Starting at the line that contains "name must not", set down each line exactly until the records end, keeping both ends and adding nothing.
** Supplied records follows **
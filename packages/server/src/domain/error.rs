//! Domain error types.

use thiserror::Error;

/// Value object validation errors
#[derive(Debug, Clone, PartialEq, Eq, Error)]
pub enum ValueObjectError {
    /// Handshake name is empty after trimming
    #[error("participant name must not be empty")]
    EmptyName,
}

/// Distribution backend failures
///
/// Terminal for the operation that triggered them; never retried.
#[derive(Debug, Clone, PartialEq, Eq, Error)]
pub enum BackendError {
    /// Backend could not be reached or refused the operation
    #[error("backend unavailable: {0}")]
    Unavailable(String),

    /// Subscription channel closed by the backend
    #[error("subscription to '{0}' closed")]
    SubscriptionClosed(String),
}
** End of Supplied records **
▶ [Exercise result]
    #[error("participant name must not be empty")]
    EmptyName,
}

/// Distribution backend failures
///
/// Terminal for the operation that triggered them; never retried.
#[derive(Debug, Clone, PartialEq, Eq, Error)]
pub enum BackendError {
    /// Backend could not be reached or refused the operation
    #[error("backend unavailable: {0}")]
    Unavailable(String),

    /// Subscription channel closed by the backend
    #[error("subscription to '{0}' closed")]
    SubscriptionClosed(String),
}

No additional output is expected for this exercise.